Cultural heritage represents the history and identity of a nation or state. At the same time, it embodies the values of our common humanity. Yet, as demonstrated in Afghanistan, Syria, Iraq, Libya, Mali and many other places in the world, we are facing a cruel reality in which cultural heritage is targeted for destruction, looting and smuggling by terrorist groups as a “tactic of war”. Japan strongly condemns these heinous acts.
For this reason, protecting cultural heritage is more than just a cultural issue; it is a “peace and security issue”. We must not neglect the cultural aspect when talking about peace and security. Japan therefore commends the Italian presidency for bringing this important topic to the Security Council again.
Japan has long attached special emphasis on international cooperation for the protection of cultural heritage, as demonstrated by our longstanding public-private-academic partnership to restore Angkor Wat in Cambodia and to safeguard the Bamiyan site in Afghanistan etc. Through these efforts, we have come to realize that protecting cultural heritage is a form of “peacebuilding of hearts and mind” and it undoubtedly contributes to the reconstruction and sustaining peace of a nation or state.
Based on our own experiences, I would like to present several insights that Japan wants to share among the Council Members.
First, Japan reaffirms its full commitment to promote deepening, universalizing and implementing international norms.

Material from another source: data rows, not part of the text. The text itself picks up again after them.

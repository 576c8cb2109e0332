//! services/api/src/web/attempts.rs
//!
//! Attempt bookkeeping shared by the REST scorer and the WebSocket quiz player:
//! settings resolution, attempt limits, persistence and certificate issuance.

use crate::error::ApiError;
use chrono::Utc;
use learnhub_core::attempt::{next_attempt_number, QuizAttempt};
use learnhub_core::course::CourseProgress;
use learnhub_core::domain::{Certificate, Course, Quiz, StoredAttempt};
use learnhub_core::ports::{DatabaseService, PortError, PortResult};
use learnhub_core::quiz::QuizResult;
use learnhub_core::validation::validate_quiz;
use std::collections::HashSet;
use tracing::{error, info};
use uuid::Uuid;

/// Loads a quiz with any unset threshold or attempt limit taken from the
/// first course that contains it. Misconfigured quizzes are refused.
pub async fn effective_quiz(db: &dyn DatabaseService, quiz_id: Uuid) -> PortResult<Quiz> {
    let mut quiz = db.get_quiz(quiz_id).await?;
    if quiz.passing_threshold.is_none() || quiz.max_attempts.is_none() {
        if let Some(course) = db.courses_with_quiz(quiz_id).await?.first() {
            quiz.passing_threshold = quiz.passing_threshold.or(course.passing_threshold);
            quiz.max_attempts = quiz.max_attempts.or(course.max_attempts);
        }
    }
    if let Err(errors) = validate_quiz(&quiz) {
        error!("Quiz {} is misconfigured: {:?}", quiz_id, errors.fields());
        return Err(PortError::Unexpected(format!("Quiz {} is misconfigured", quiz_id)));
    }
    Ok(quiz)
}

/// Opens the user's next attempt, or fails with `LimitReached`.
pub async fn begin_attempt(
    db: &dyn DatabaseService,
    user_id: Uuid,
    quiz_id: Uuid,
) -> Result<QuizAttempt, ApiError> {
    let quiz = effective_quiz(db, quiz_id).await?;
    let previous = db.list_attempts(user_id, quiz_id).await?.len();
    let attempt_number = next_attempt_number(previous as u32, quiz.max_attempts)?;
    Ok(QuizAttempt::start(quiz, attempt_number))
}

/// The outcome of persisting a scored attempt.
#[derive(Debug)]
pub struct RecordedAttempt {
    pub stored: StoredAttempt,
    pub certificates: Vec<Certificate>,
}

/// Persists a scored attempt and, when it passed, issues certificates for
/// every course it completes.
pub async fn record_result(
    db: &dyn DatabaseService,
    user_id: Uuid,
    quiz_id: Uuid,
    attempt_number: u32,
    result: &QuizResult,
) -> Result<RecordedAttempt, ApiError> {
    let stored = StoredAttempt {
        id: Uuid::new_v4(),
        user_id,
        quiz_id,
        attempt_number,
        score: result.score,
        max_score: result.max_score,
        percentage: result.percentage,
        passed: result.passed,
        submitted_at: Utc::now(),
    };
    db.save_attempt(stored.clone()).await?;
    info!(
        "User {} scored {}% on quiz {} (attempt {})",
        user_id, result.percentage, quiz_id, attempt_number
    );

    let mut certificates = Vec::new();
    if result.passed {
        for course in db.courses_with_quiz(quiz_id).await? {
            if let Some(certificate) = issue_if_complete(db, user_id, &course).await? {
                certificates.push(certificate);
            }
        }
    }
    Ok(RecordedAttempt {
        stored,
        certificates,
    })
}

/// Computes the user's progress through `course`.
pub async fn course_progress(
    db: &dyn DatabaseService,
    user_id: Uuid,
    course: &Course,
) -> PortResult<CourseProgress> {
    let completed_clips: HashSet<Uuid> =
        db.list_completed_clips(user_id).await?.into_iter().collect();
    let passed_quizzes: HashSet<Uuid> =
        db.list_passed_quizzes(user_id).await?.into_iter().collect();
    Ok(CourseProgress::compute(course, &completed_clips, &passed_quizzes))
}

/// Issues the course certificate once every required node is done.
pub async fn issue_if_complete(
    db: &dyn DatabaseService,
    user_id: Uuid,
    course: &Course,
) -> PortResult<Option<Certificate>> {
    let progress = course_progress(db, user_id, course).await?;
    if !progress.certificate_eligible() {
        return Ok(None);
    }
    let certificate = db.issue_certificate(user_id, course.id).await?;
    info!("Certificate {} issued for course {}", certificate.id, course.id);
    Ok(Some(certificate))
}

In this regard, Japan welcomes the adoption of Security Council Resolution 2347, as it is a significant step forward in the normative aspect. Japan is resolved to steadily implement the obligations deriving from this resolution.
Japan is a state party to the 1954 Hague Convention, the 1970 Convention, the Palermo Convention and other related conventions. Under these legal frameworks, various domestic measures have been introduced. I would like to encourage other States, which are not yet parties to these conventions, to join us in our efforts.
Second, we need to put into practice a global criminal justice response which focuses on holding perpetrators accountable. Coordination among the United Nations System and other relevant international organizations such as UNODC and INTERPOL to assist Member States is critical to accomplish this end.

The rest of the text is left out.